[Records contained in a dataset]
******

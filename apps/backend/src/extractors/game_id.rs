use std::future::{ready, Ready};

use actix_web::dev::Payload;
use actix_web::{FromRequest, HttpRequest};
use uuid::Uuid;

use crate::error::AppError;
use crate::errors::ErrorCode;

/// Game id taken from the `{id}` path segment. Existence is checked by the
/// service, not here.
#[derive(Debug, Clone, Copy, PartialEq, Eq)]
pub struct GameId(pub Uuid);

impl GameId {
    pub fn parse(raw: &str) -> Result<Self, AppError> {
        Uuid::parse_str(raw.trim()).map(GameId).map_err(|_| {
            AppError::invalid(ErrorCode::InvalidId, format!("Invalid game id: {raw}"))
        })
    }
}

impl FromRequest for GameId {
    type Error = AppError;
    type Future = Ready<Result<Self, Self::Error>>;

    fn from_request(req: &HttpRequest, _: &mut Payload) -> Self::Future {
        let result = match req.match_info().get("id") {
            Some(raw) => GameId::parse(raw),
            None => Err(AppError::invalid(
                ErrorCode::InvalidId,
                "Missing game id parameter",
            )),
        };
        ready(result)
    }
}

******

* **Problem to solve**:
The expected result is an exact transcription of the lines from the one containing "let result = match" through the end of the records above; please include both ends.

* **Result of the task**:
        let result = match req.match_info().get("id") {
            Some(raw) => GameId::parse(raw),
            None => Err(AppError::invalid(
                ErrorCode::InvalidId,
                "Missing game id parameter",
            )),
        };
        ready(result)
    }
}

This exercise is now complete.